■ **Recorded information**:
//! Library exports for headlamp-config-cli.
//!
//! This module exports the CLI structure for use by benchmarks and by
//! documentation tooling.

pub mod cli;
pub mod commands;
pub mod error;
pub mod utils;

// Re-export CLI for tooling
pub use cli::Cli;
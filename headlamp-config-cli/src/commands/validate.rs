//! Command to validate the server configuration.

use crate::error::CliError;
use crate::utils::{resolve_server_config, GlobalOptions, Resolution};
use clap::Args;

/// Check that the server configuration is valid.
#[derive(Args)]
pub struct ValidateCommand {
    /// Server flags, given after `--`
    #[arg(last = true, value_name = "SERVER_FLAGS")]
    pub server_args: Vec<String>,
}

impl ValidateCommand {
    /// Execute the validate command.
    pub fn execute(self, global: &GlobalOptions) -> Result<(), CliError> {
        match resolve_server_config(&self.server_args)? {
            Resolution::Config(_) if !global.quiet => println!("Configuration is valid"),
            Resolution::Config(_) | Resolution::Help => {}
        }
        Ok(())
    }
}
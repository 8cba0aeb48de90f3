//! CLI structure and command definitions.
//!
//! This module defines the main CLI structure using clap's derive macros,
//! including global options and subcommands.

use crate::commands::{
    CompletionsCommand, KubeconfigDirCommand, OptionsCommand, ResolveCommand, ValidateCommand,
};
use crate::utils::OutputFormat;
use clap::{Parser, Subcommand};

/// Inspect and validate Headlamp server configuration.
#[derive(Parser)]
#[command(name = "headlamp-config")]
#[command(
    version,
    about = "Inspect and validate Headlamp server configuration",
    long_about = None
)]
pub struct Cli {
    /// Enable verbose output
    #[arg(long, global = true, conflicts_with = "quiet")]
    pub verbose: bool,

    /// Suppress non-essential output
    #[arg(long, global = true)]
    pub quiet: bool,

    /// Structured output format
    #[arg(long, value_enum, global = true, default_value_t = OutputFormat::Json)]
    pub format: OutputFormat,

    #[command(subcommand)]
    pub command: Command,
}

/// Available CLI commands.
#[derive(Subcommand)]
pub enum Command {
    /// Resolve and print the server configuration
    Resolve(ResolveCommand),

    /// Check that the server configuration is valid
    Validate(ValidateCommand),

    /// List every recognized server option
    Options(OptionsCommand),

    /// Create and print the kubeconfig persistence directory
    KubeconfigDir(KubeconfigDirCommand),

    /// Generate shell completion scripts
    Completions(CompletionsCommand),
}
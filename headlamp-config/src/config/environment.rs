//! Environment variable handling for configuration overrides.
//!
//! Resolution reads the environment from an [`Environment`] snapshot rather
//! than from the live process, so the same inputs always produce the same
//! configuration. Variables under [`ENV_PREFIX`] map onto option names.

use std::collections::BTreeMap;
use std::env;

/// Prefix for environment variables that overlay option defaults.
pub const ENV_PREFIX: &str = "HEADLAMP_CONFIG_";

/// Standard variable consulted for the kubeconfig path outside cluster mode.
pub const KUBECONFIG_ENV: &str = "KUBECONFIG";

/// An immutable snapshot of environment variables.
///
/// # Examples
///
/// ```
/// use headlamp_config::config::Environment;
///
/// let env = Environment::from_pairs([
///     ("HEADLAMP_CONFIG_PORT", "9000"),
///     ("HOME", "/home/dev"),
/// ]);
///
/// let overlay: Vec<_> = env.config_overrides().collect();
/// assert_eq!(overlay, vec![("port".to_string(), "9000")]);
/// ```
#[derive(Debug, Clone, Default, PartialEq, Eq)]
pub struct Environment {
    vars: BTreeMap<String, String>,
}

impl Environment {
    /// An environment with no variables at all.
    #[must_use]
    pub fn empty() -> Self {
        Self::default()
    }

    /// Snapshot the current process environment.
    ///
    /// Variables whose name or value is not valid Unicode are skipped.
    #[must_use]
    pub fn from_process() -> Self {
        let vars = env::vars_os()
            .filter_map(|(k, v)| Some((k.into_string().ok()?, v.into_string().ok()?)))
            .collect();
        Self { vars }
    }

    /// Build a snapshot from explicit key/value pairs.
    pub fn from_pairs<I, K, V>(pairs: I) -> Self
    where
        I: IntoIterator<Item = (K, V)>,
        K: Into<String>,
        V: Into<String>,
    {
        let vars = pairs
            .into_iter()
            .map(|(k, v)| (k.into(), v.into()))
            .collect();
        Self { vars }
    }

    /// Look up a single variable.
    #[must_use]
    pub fn get(&self, key: &str) -> Option<&str> {
        self.vars.get(key).map(String::as_str)
    }

    /// Look up a variable, treating an empty value as absent.
    #[must_use]
    pub fn get_non_empty(&self, key: &str) -> Option<&str> {
        self.get(key).filter(|v| !v.is_empty())
    }

    /// All prefixed variables, translated to option names.
    ///
    /// Yields `(option-name, value)` in a stable order.
    pub fn config_overrides(&self) -> impl Iterator<Item = (String, &str)> + '_ {
        self.vars.iter().filter_map(|(key, value)| {
            key.strip_prefix(ENV_PREFIX)
                .filter(|rest| !rest.is_empty())
                .map(|rest| (option_name(rest), value.as_str()))
        })
    }
}

/// Translate the remainder of a prefixed variable into an option name.
///
/// `OIDC_CLIENT_ID` becomes `oidc-client-id`.
#[must_use]
pub fn option_name(var_suffix: &str) -> String {
    var_suffix.to_lowercase().replace('_', "-")
}

/// Translate an option name into its environment variable.
///
/// `oidc-client-id` becomes `HEADLAMP_CONFIG_OIDC_CLIENT_ID`.
#[must_use]
pub fn env_var_name(option: &str) -> String {
    format!("{ENV_PREFIX}{}", option.to_uppercase().replace('-', "_"))
}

■ **Task directions**:
Copy out the full set of entries without altering anything.

■ **Answer space**:
//! Library exports for headlamp-config-cli.
//!
//! This module exports the CLI structure for use by benchmarks and by
//! documentation tooling.

pub mod cli;
pub mod commands;
pub mod error;
pub mod utils;

// Re-export CLI for tooling
pub use cli::Cli;
filename headlamp-config-cli/src/commands/validate.rs
//! Command to validate the server configuration.

use crate::error::CliError;
use crate::utils::{resolve_server_config, GlobalOptions, Resolution};
use clap::Args;

/// Check that the server configuration is valid.
#[derive(Args)]
pub struct ValidateCommand {
    /// Server flags, given after `--`
    #[arg(last = true, value_name = "SERVER_FLAGS")]
    pub server_args: Vec<String>,
}

impl ValidateCommand {
    /// Execute the validate command.
    pub fn execute(self, global: &GlobalOptions) -> Result<(), CliError> {
        match resolve_server_config(&self.server_args)? {
            Resolution::Config(_) if !global.quiet => println!("Configuration is valid"),
            Resolution::Config(_) | Resolution::Help => {}
        }
        Ok(())
    }
}
repository 8cba0aeb48de90f3
//! CLI structure and command definitions.
//!
//! This module defines the main CLI structure using clap's derive macros,
//! including global options and subcommands.

use crate::commands::{
    CompletionsCommand, KubeconfigDirCommand, OptionsCommand, ResolveCommand, ValidateCommand,
};
use crate::utils::OutputFormat;
use clap::{Parser, Subcommand};

/// Inspect and validate Headlamp server configuration.
#[derive(Parser)]
#[command(name = "headlamp-config")]
#[command(
    version,
    about = "Inspect and validate Headlamp server configuration",
    long_about = None
)]
pub struct Cli {
    /// Enable verbose output
    #[arg(long, global = true, conflicts_with = "quiet")]
    pub verbose: bool,

    /// Suppress non-essential output
    #[arg(long, global = true)]
    pub quiet: bool,

    /// Structured output format
    #[arg(long, value_enum, global = true, default_value_t = OutputFormat::Json)]
    pub format: OutputFormat,

    #[command(subcommand)]
    pub command: Command,
}

/// Available CLI commands.
#[derive(Subcommand)]
pub enum Command {
    /// Resolve and print the server configuration
    Resolve(ResolveCommand),

    /// Check that the server configuration is valid
    Validate(ValidateCommand),

    /// List every recognized server option
    Options(OptionsCommand),

    /// Create and print the kubeconfig persistence directory
    KubeconfigDir(KubeconfigDirCommand),

    /// Generate shell completion scripts
    Completions(CompletionsCommand),
}
filename headlamp-config/src/config/environment.rs
//! Environment variable handling for configuration overrides.
//!
//! Resolution reads the environment from an [`Environment`] snapshot rather
//! than from the live process, so the same inputs always produce the same
//! configuration. Variables under [`ENV_PREFIX`] map onto option names.

use std::collections::BTreeMap;
use std::env;

/// Prefix for environment variables that overlay option defaults.
pub const ENV_PREFIX: &str = "HEADLAMP_CONFIG_";

/// Standard variable consulted for the kubeconfig path outside cluster mode.
pub const KUBECONFIG_ENV: &str = "KUBECONFIG";

/// An immutable snapshot of environment variables.
///
/// # Examples
///
/// ```
/// use headlamp_config::config::Environment;
///
/// let env = Environment::from_pairs([
///     ("HEADLAMP_CONFIG_PORT", "9000"),
///     ("HOME", "/home/dev"),
/// ]);
///
/// let overlay: Vec<_> = env.config_overrides().collect();
/// assert_eq!(overlay, vec![("port".to_string(), "9000")]);
/// ```
#[derive(Debug, Clone, Default, PartialEq, Eq)]
pub struct Environment {
    vars: BTreeMap<String, String>,
}

impl Environment {
    /// An environment with no variables at all.
    #[must_use]
    pub fn empty() -> Self {
        Self::default()
    }

    /// Snapshot the current process environment.
    ///
    /// Variables whose name or value is not valid Unicode are skipped.
    #[must_use]
    pub fn from_process() -> Self {
        let vars = env::vars_os()
            .filter_map(|(k, v)| Some((k.into_string().ok()?, v.into_string().ok()?)))
            .collect();
        Self { vars }
    }

    /// Build a snapshot from explicit key/value pairs.
    pub fn from_pairs<I, K, V>(pairs: I) -> Self
    where
        I: IntoIterator<Item = (K, V)>,
        K: Into<String>,
        V: Into<String>,
    {
        let vars = pairs
            .into_iter()
            .map(|(k, v)| (k.into(), v.into()))
            .collect();
        Self { vars }
    }

    /// Look up a single variable.
    #[must_use]
    pub fn get(&self, key: &str) -> Option<&str> {
        self.vars.get(key).map(String::as_str)
    }

    /// Look up a variable, treating an empty value as absent.
    #[must_use]
    pub fn get_non_empty(&self, key: &str) -> Option<&str> {
        self.get(key).filter(|v| !v.is_empty())
    }

    /// All prefixed variables, translated to option names.
    ///
    /// Yields `(option-name, value)` in a stable order.
    pub fn config_overrides(&self) -> impl Iterator<Item = (String, &str)> + '_ {
        self.vars.iter().filter_map(|(key, value)| {
            key.strip_prefix(ENV_PREFIX)
                .filter(|rest| !rest.is_empty())
                .map(|rest| (option_name(rest), value.as_str()))
        })
    }
}

/// Translate the remainder of a prefixed variable into an option name.
///
/// `OIDC_CLIENT_ID` becomes `oidc-client-id`.
#[must_use]
pub fn option_name(var_suffix: &str) -> String {
    var_suffix.to_lowercase().replace('_', "-")
}

/// Translate an option name into its environment variable.
///
/// `oidc-client-id` becomes `HEADLAMP_CONFIG_OIDC_CLIENT_ID`.
#[must_use]
pub fn env_var_name(option: &str) -> String {
    format!("{ENV_PREFIX}{}", option.to_uppercase().replace('-', "_"))
}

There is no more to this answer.